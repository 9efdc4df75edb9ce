use crate::shared::errors::{AppError, AppResult};
use chrono_tz::Tz;

/// アプリケーションの実行環境を表す列挙型
#[derive(Debug, Clone, PartialEq)]
pub enum Environment {
    /// 開発環境
    Development,
    /// プロダクション環境
    Production,
}

/// 環境変数取得エラー
#[derive(Debug, Clone)]
pub struct EnvVarError {
    /// 変数名
    pub var_name: String,
    /// エラーメッセージ
    pub message: String,
}

impl std::fmt::Display for EnvVarError {
    fn fmt(&self, f: &mut std::fmt::Formatter<'_>) -> std::fmt::Result {
        write!(
            f,
            "環境変数 {} が見つかりません: {}",
            self.var_name, self.message
        )
    }
}

impl std::error::Error for EnvVarError {}

/// 環境変数を取得する（優先順位: 起動時 > コンパイル時 > エラー）
///
/// # 取得順序
/// 1. 起動時の環境変数（`std::env::var`）
/// 2. コンパイル時の環境変数（`option_env!`マクロ、build.rsで埋め込み）
/// 3. どちらも見つからない場合はエラー
#[macro_export]
macro_rules! get_env_var {
    ($var_name:expr) => {{
        if let Ok(value) = std::env::var($var_name) {
            log::debug!("環境変数 {} を起動時の環境変数から取得しました", $var_name);
            Ok(value)
        } else if let Some(value) = option_env!($var_name) {
            log::debug!("環境変数 {} をコンパイル時の環境変数から取得しました", $var_name);
            Ok(value.to_string())
        } else {
            Err($crate::shared::config::environment::EnvVarError {
                var_name: $var_name.to_string(),
                message: format!(
                    "起動時の環境変数 {} もコンパイル時の環境変数も見つかりませんでした",
                    $var_name
                ),
            })
        }
    }};
}

/// 環境変数を取得する（オプション版）
#[macro_export]
macro_rules! get_env_var_optional {
    ($var_name:expr) => {{
        $crate::get_env_var!($var_name).ok()
    }};
}

/// 環境変数を取得する（デフォルト値付き）
#[macro_export]
macro_rules! get_env_var_or_default {
    ($var_name:expr, $default_value:expr) => {{
        $crate::get_env_var!($var_name).unwrap_or_else(|_| {
            log::debug!(
                "環境変数 {} が見つからないため、デフォルト値を使用します: {}",
                $var_name,
                $default_value
            );
            $default_value.to_string()
        })
    }};
}

/// 環境設定を管理する構造体
#[derive(Debug, Clone)]
pub struct EnvironmentConfig {
    /// 実行環境
    pub environment: String,
    /// デバッグモードの有効/無効
    pub debug_mode: bool,
    /// ログレベル
    pub log_level: String,
}

impl EnvironmentConfig {
    /// 環境変数から設定を読み込む
    pub fn from_env() -> Self {
        let environment = get_environment();
        let debug_mode = environment == Environment::Development;
        let default_level = if debug_mode { "debug" } else { "info" };
        let log_level = crate::get_env_var_or_default!("LOG_LEVEL", default_level);

        Self {
            environment: format!("{environment:?}").to_lowercase(),
            debug_mode,
            log_level,
        }
    }

    /// プロダクション環境かどうかを判定
    pub fn is_production(&self) -> bool {
        self.environment == "production"
    }

    /// ログレベル文字列をフィルタに変換する（不明な値はInfo）
    pub fn level_filter(&self) -> log::LevelFilter {
        match self.log_level.to_lowercase().as_str() {
            "error" => log::LevelFilter::Error,
            "warn" => log::LevelFilter::Warn,
            "info" => log::LevelFilter::Info,
            "debug" => log::LevelFilter::Debug,
            "trace" => log::LevelFilter::Trace,
            _ => log::LevelFilter::Info,
        }
    }
}

/// 現在の実行環境を判定する
///
/// # 判定ロジック
/// 1. 環境変数 ENVIRONMENT を確認（起動時 > コンパイル時）
/// 2. デバッグビルドの場合は Development
/// 3. リリースビルドの場合は Production
pub fn get_environment() -> Environment {
    if let Some(env_var) = crate::get_env_var_optional!("ENVIRONMENT") {
        let env = environment_from_name(&env_var);
        log::debug!("環境判定: 環境変数を使用 -> {env_var} -> {env:?}");
        return env;
    }

    // フォールバック: ビルド設定に基づく判定
    let env = if cfg!(debug_assertions) {
        Environment::Development
    } else {
        Environment::Production
    };
    log::debug!(
        "環境判定: ビルド設定を使用 -> debug_assertions={} -> {env:?}",
        cfg!(debug_assertions)
    );
    env
}

/// 環境名を変換する（"production"以外は開発環境）
fn environment_from_name(name: &str) -> Environment {
    match name.trim() {
        "production" => Environment::Production,
        _ => Environment::Development,
    }
}

/// 環境変数の読み込みを行う
///
/// # 注意
/// - 開発環境（デバッグビルド）の場合のみ.envファイルを読み込む
/// - 本番環境では環境変数を設定してからアプリケーションを起動すること
pub fn load_environment_variables() {
    if cfg!(debug_assertions) {
        eprintln!("開発環境: .envファイルを読み込みます");

        match dotenv::dotenv() {
            Ok(path) => {
                eprintln!("環境ファイルを読み込みました: {}", path.display());
            }
            Err(e) => {
                eprintln!("環境ファイルの読み込みに失敗: {e}");
                eprintln!("環境変数が設定されていることを確認してください");
            }
        }
    } else {
        eprintln!("本番環境: 環境変数は実行時に設定されます");
    }
}

/// ログシステムを初期化する
///
/// # 処理内容
/// 1. 環境設定を取得
/// 2. ログレベルを設定
/// 3. env_loggerを初期化
pub fn initialize_logging_system() {
    let env_config = EnvironmentConfig::from_env();

    let result = env_logger::Builder::from_default_env()
        .filter_level(env_config.level_filter())
        .format_timestamp_secs()
        .format_module_path(false)
        .format_target(false)
        .try_init();

    if let Err(e) = result {
        eprintln!("ログシステムは既に初期化されています: {e}");
        return;
    }

    log::info!(
        "ログシステムを初期化しました: level={}, environment={}",
        env_config.log_level,
        env_config.environment
    );
}

/// Appwrite設定のキー名
pub const APPWRITE_ENDPOINT: &str = "APPWRITE_ENDPOINT";
pub const APPWRITE_PROJECT_ID: &str = "APPWRITE_PROJECT_ID";
pub const APPWRITE_DATABASE_ID: &str = "APPWRITE_DATABASE_ID";
pub const APPWRITE_COLLECTION_ID: &str = "APPWRITE_COLLECTION_ID";
pub const APPWRITE_API_KEY: &str = "APPWRITE_API_KEY";

/// Appwrite接続設定
///
/// 4つの必須値（エンドポイント、プロジェクトID、データベースID、コレクションID）と
/// 任意のAPIキーを保持する。値は前後の空白を除去して保持し、空白のみの値は未設定扱い。
#[derive(Debug, Clone, Default, PartialEq)]
pub struct AppwriteSettings {
    pub endpoint: String,
    pub project_id: String,
    pub database_id: String,
    pub collection_id: String,
    pub api_key: Option<String>,
}

impl AppwriteSettings {
    /// 環境変数（起動時 > コンパイル時）から設定を読み込む
    pub fn from_env() -> Self {
        Self::from_lookup(|key| match key {
            APPWRITE_ENDPOINT => crate::get_env_var_optional!("APPWRITE_ENDPOINT"),
            APPWRITE_PROJECT_ID => crate::get_env_var_optional!("APPWRITE_PROJECT_ID"),
            APPWRITE_DATABASE_ID => crate::get_env_var_optional!("APPWRITE_DATABASE_ID"),
            APPWRITE_COLLECTION_ID => crate::get_env_var_optional!("APPWRITE_COLLECTION_ID"),
            // APIキーはバイナリに埋め込まないため起動時の環境変数のみ参照する
            APPWRITE_API_KEY => std::env::var(APPWRITE_API_KEY).ok(),
            _ => None,
        })
    }

    /// 任意のキー検索関数から設定を読み込む
    pub fn from_lookup<F>(lookup: F) -> Self
    where
        F: Fn(&str) -> Option<String>,
    {
        Self {
            endpoint: normalize(lookup(APPWRITE_ENDPOINT)),
            project_id: normalize(lookup(APPWRITE_PROJECT_ID)),
            database_id: normalize(lookup(APPWRITE_DATABASE_ID)),
            collection_id: normalize(lookup(APPWRITE_COLLECTION_ID)),
            api_key: non_blank(lookup(APPWRITE_API_KEY)),
        }
    }

    /// 未設定の必須キー名を返す
    pub fn missing_keys(&self) -> Vec<&'static str> {
        [
            (APPWRITE_ENDPOINT, &self.endpoint),
            (APPWRITE_PROJECT_ID, &self.project_id),
            (APPWRITE_DATABASE_ID, &self.database_id),
            (APPWRITE_COLLECTION_ID, &self.collection_id),
        ]
        .into_iter()
        .filter(|(_, value)| value.is_empty())
        .map(|(key, _)| key)
        .collect()
    }

    /// 必須キーがすべて設定されているかを検証する
    ///
    /// # 戻り値
    /// 設定が揃っている場合はOk(())、不足がある場合は設定エラー
    pub fn validate(&self) -> AppResult<()> {
        let missing = self.missing_keys();
        if missing.is_empty() {
            Ok(())
        } else {
            Err(AppError::configuration(format!(
                "Appwrite設定が不足しています: {}",
                missing.join(", ")
            )))
        }
    }
}

fn normalize(value: Option<String>) -> String {
    value.map(|v| v.trim().to_string()).unwrap_or_default()
}

fn non_blank(value: Option<String>) -> Option<String> {
    value
        .map(|v| v.trim().to_string())
        .filter(|v| !v.is_empty())
}

/// API通信設定を管理する構造体
#[derive(Debug, Clone)]
pub struct ApiConfig {
    /// APIリクエストのタイムアウト（秒）
    pub timeout_seconds: u64,
    /// 接続失敗時の最大リトライ回数
    pub max_retries: u32,
}

impl Default for ApiConfig {
    fn default() -> Self {
        Self {
            timeout_seconds: 30,
            max_retries: 3,
        }
    }
}

impl ApiConfig {
    /// 環境変数からAPI設定を読み込む
    pub fn from_env() -> Self {
        let timeout_seconds = crate::get_env_var_or_default!("API_TIMEOUT_SECONDS", "30")
            .parse()
            .unwrap_or_else(|_| {
                log::warn!(
                    "API_TIMEOUT_SECONDSのパースに失敗しました。デフォルト値30秒を使用します"
                );
                30
            });

        let max_retries =
            parse_max_retries(&crate::get_env_var_or_default!("API_MAX_RETRIES", "3"));

        log::info!("API設定: timeout={timeout_seconds}s, max_retries={max_retries}");

        Self {
            timeout_seconds,
            max_retries,
        }
    }

    /// 設定を検証する
    pub fn validate(&self) -> Result<(), String> {
        if self.timeout_seconds == 0 {
            return Err("APIタイムアウトは0より大きい値である必要があります".to_string());
        }
        if self.max_retries > MAX_API_RETRIES {
            return Err(format!(
                "APIリトライ回数は{MAX_API_RETRIES}回以下である必要があります: {}",
                self.max_retries
            ));
        }
        Ok(())
    }
}

/// リトライ回数の上限
pub const MAX_API_RETRIES: u32 = 10;

/// API_MAX_RETRIESの値を解析する（不正値はデフォルト、上限超過は上限に丸める）
fn parse_max_retries(value: &str) -> u32 {
    match value.trim().parse::<u32>() {
        Ok(retries) if retries > MAX_API_RETRIES => {
            log::warn!("API_MAX_RETRIES={retries} は上限を超えています。{MAX_API_RETRIES}回を使用します");
            MAX_API_RETRIES
        }
        Ok(retries) => retries,
        Err(_) => {
            log::warn!("API_MAX_RETRIESのパースに失敗しました。デフォルト値3回を使用します");
            3
        }
    }
}

/// 期限チェックスケジューラの設定
#[derive(Debug, Clone)]
pub struct SchedulerConfig {
    /// チェック間隔（分）
    pub interval_minutes: u64,
    /// 通知を開始する時刻（時、0-23）
    pub notify_hour: u32,
    /// 日付判定に使うタイムゾーン（未設定の場合はOSのローカル時刻）
    pub timezone: Option<Tz>,
}

impl Default for SchedulerConfig {
    fn default() -> Self {
        Self {
            interval_minutes: 5,
            notify_hour: 18,
            timezone: None,
        }
    }
}

impl SchedulerConfig {
    /// 環境変数からスケジューラ設定を読み込む
    pub fn from_env() -> Self {
        let defaults = Self::default();

        let interval_minutes = crate::get_env_var_or_default!("EXPIRY_CHECK_INTERVAL_MINUTES", "5")
            .parse::<u64>()
            .ok()
            .filter(|minutes| *minutes > 0)
            .unwrap_or_else(|| {
                log::warn!("EXPIRY_CHECK_INTERVAL_MINUTESが不正です。デフォルト値5分を使用します");
                defaults.interval_minutes
            });

        let notify_hour = crate::get_env_var_or_default!("EXPIRY_NOTIFY_HOUR", "18")
            .parse::<u32>()
            .ok()
            .filter(|hour| *hour < 24)
            .unwrap_or_else(|| {
                log::warn!("EXPIRY_NOTIFY_HOURが不正です。デフォルト値18時を使用します");
                defaults.notify_hour
            });

        let timezone = timezone_from_setting(crate::get_env_var_optional!("EXPIRY_TIMEZONE"));

        log::info!(
            "スケジューラ設定: interval={interval_minutes}分, notify_hour={notify_hour}, timezone={timezone:?}"
        );

        Self {
            interval_minutes,
            notify_hour,
            timezone,
        }
    }
}

/// EXPIRY_TIMEZONEの値を解析する
///
/// 未設定・空白のみはOSのローカル時刻を使う。不明な名前の場合のみ警告する。
fn timezone_from_setting(value: Option<String>) -> Option<Tz> {
    let name = value.filter(|name| !name.trim().is_empty())?;
    parse_timezone(&name).or_else(|| {
        log::warn!("EXPIRY_TIMEZONE={name} は不明なタイムゾーンです。OSのローカル時刻を使用します");
        None
    })
}

/// IANAタイムゾーン名を解析する（空文字はNone）
pub fn parse_timezone(name: &str) -> Option<Tz> {
    let name = name.trim();
    if name.is_empty() {
        return None;
    }
    name.parse::<Tz>().ok()
}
========================================================================
> Assignment
Where a line of the listing holds "false", show that line.

> Reply
        .format_module_path(false)
        .format_target(false)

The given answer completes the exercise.